Alex Banks, 12, has been lobbying the city to restore full maintenance service to the outdoor skating rink at Highridge Park.
Young Beaconsfielder pushes council for rink service
BY ELYSE AMEND
elyse.amend@transcontinental.ca
Beaconsfield resident Alex Banks started thinking about ice skating and hockey early this year. Since August, the 12-year-old has been regularly addressing council at their monthly public meetings, asking them to restore full maintenance service to his neighbourhood skating rink at Highridge Park.
Last winter, the City of Beaconsfield instituted the Adopt-a-Rink program at three of its smaller outdoor skating rinks: Jasper, Brookside and Highridge Parks. Residents in the neighbourhoods around these parks were supposed to ‘adopt’ the skating rinks by opening and maintaining them with tools and training provided by the city’s public works department.
“What happened was, one person ended up doing all the work,” Alex explained, adding that many people in the neighbourhood do not have enough time to work on the rink because of their jobs.
“A lot of parents work. Both parents work,” said Alex’s mother Marie-Anne Selbach. She added her husband also travels regularly for his job and just does not have enough time to maintain the rink, especially when it comes to flooding the surface. “Flooding is very difficult. It’s an art […] I think it might come across that we’re elitist and don’t want to get our hands dirty. But that’s not the case.”

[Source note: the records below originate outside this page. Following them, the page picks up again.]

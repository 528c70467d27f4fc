use anyhow::Context;
use relay_dns_application::use_cases::HandleDnsQueryUseCase;
use relay_dns_domain::Config;
use relay_dns_infrastructure::dns::{ResolutionCache, UpstreamForwarder};
use std::net::SocketAddr;
use std::sync::Arc;
use std::time::Duration;
use tracing::info;

pub struct DnsServices {
    pub cache: Arc<ResolutionCache>,
    pub handler_use_case: Arc<HandleDnsQueryUseCase>,
}

impl DnsServices {
    pub fn new(config: &Config) -> anyhow::Result<Self> {
        let upstream_addr: SocketAddr = config
            .upstream
            .address
            .parse()
            .with_context(|| format!("Invalid upstream address: {}", config.upstream.address))?;

        let cache = Arc::new(ResolutionCache::new());

        let forwarder = Arc::new(UpstreamForwarder::new(
            upstream_addr,
            config.upstream.transport,
            Duration::from_secs(config.upstream.query_timeout),
        ));

        let handler_use_case = Arc::new(HandleDnsQueryUseCase::new(
            cache.clone(),
            forwarder,
            config.cache.ttl,
        ));

        info!(
            ttl_secs = config.cache.ttl,
            query_timeout_secs = config.upstream.query_timeout,
            "DNS services initialized"
        );

        Ok(Self {
            cache,
            handler_use_case,
        })
    }
}
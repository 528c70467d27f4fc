use clap::Parser;
use relay_dns_domain::{CliOverrides, TransportKind};
use relay_dns_infrastructure::dns::DnsServerHandler;
use relay_dns_jobs::CacheEvictionJob;
use std::sync::Arc;
use tokio_util::sync::CancellationToken;
use tracing::{error, info};

mod bootstrap;
mod di;
mod server;

#[derive(Parser)]
#[command(name = "relay-dns")]
#[command(version)]
#[command(about = "Relay DNS - Caching DNS forwarder")]
struct Cli {
    /// Configuration file path
    #[arg(short = 'c', long, value_name = "FILE")]
    config: Option<String>,

    /// Upstream server cache misses are forwarded to (<ip:port>)
    #[arg(short = 's', long)]
    upstream: Option<String>,

    /// Upstream connection type (udp|tcp)
    #[arg(long, value_name = "KIND")]
    upstream_transport: Option<TransportKind>,

    /// `address:port` to listen on. Use 127.0.0.1:53 for the loopback
    /// interface only, 0.0.0.0:53 for any interface.
    #[arg(short = 'a', long)]
    listen: Option<String>,

    /// Listener connection type (udp|tcp)
    #[arg(long, value_name = "KIND")]
    listen_transport: Option<TransportKind>,

    /// IP to send back for filtered domains
    #[arg(long)]
    fake_address: Option<String>,

    /// Cache TTL in seconds, clamped to 60..=86400
    #[arg(long)]
    ttl: Option<u32>,

    /// Log level (trace, debug, info, warn, error)
    #[arg(long)]
    log_level: Option<String>,
}

#[tokio::main]
async fn main() -> anyhow::Result<()> {
    let cli = Cli::parse();

    let cli_overrides = CliOverrides {
        upstream: cli.upstream,
        upstream_transport: cli.upstream_transport,
        listen: cli.listen,
        listen_transport: cli.listen_transport,
        fake_address: cli.fake_address,
        ttl: cli.ttl,
        log_level: cli.log_level,
    };

    let config = bootstrap::load_config(cli.config.as_deref(), cli_overrides)?;

    bootstrap::init_logging(&config);

    info!("Starting Relay DNS v{}", env!("CARGO_PKG_VERSION"));
    info!(
        server = %config.upstream.address,
        transport = %config.upstream.transport,
        "Upstream resolver"
    );
    info!(
        address = %config.server.listen_address,
        transport = %config.server.listen_transport,
        "DNS listener"
    );

    // Dependency Injection - Build cache, forwarder and the query use case
    let services = di::DnsServices::new(&config)?;

    // Start the eviction sweeper; it runs until the listener stops
    let shutdown = CancellationToken::new();
    let eviction_job = Arc::new(
        CacheEvictionJob::new(services.cache.clone(), config.cache.ttl)
            .with_cancellation(shutdown.clone()),
    );
    eviction_job.start().await;

    // Run the DNS listener (blocking); a bind failure is fatal
    let handler = DnsServerHandler::new(services.handler_use_case.clone());
    let result = server::start_dns_server(
        &config.server.listen_address,
        config.server.listen_transport,
        handler,
    )
    .await;

    shutdown.cancel();

    if let Err(e) = &result {
        error!(error = %e, "Fatal: failed to run DNS listener");
    }
    result?;

    info!("Server shutdown complete");
    Ok(())
}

On top of attending the council meetings, Alex has also been e-mailing back and forth with council members. In September, he presented a petition signed by just over 100 parents of children who use the rink at Highridge, asking the city to resume maintenance.
However, city councillor Karen Messier said the Adopt-a-Rink program was actually instituted so the rinks could get better service.
“In winter 2005-2006, they were serviced by the city. I was getting phone calls saying, we want to get on our rink and we’re waiting for the city truck. We’re waiting for the crew to come flood the rink. We can’t get on it and we’re frustrated,” Messier said, adding the city has to prioritize their public works operations. First, they clear roads and sidewalks, because of safety issues. Second, they maintain the larger community rinks, where there is more traffic, and pay special attention to the quality of the ice. And third, they move on the smaller neighbourhood rinks.
“We have a level of priority. Highridge is one of three rinks that I call neighbourhood rinks. They’re on smaller streets and they always ended up at the bottom of the line,” Messier said. “With Adopt-a-Rink, they (the neighbourhood) have control over their ice. They have control over how soon the families can get on the ice.”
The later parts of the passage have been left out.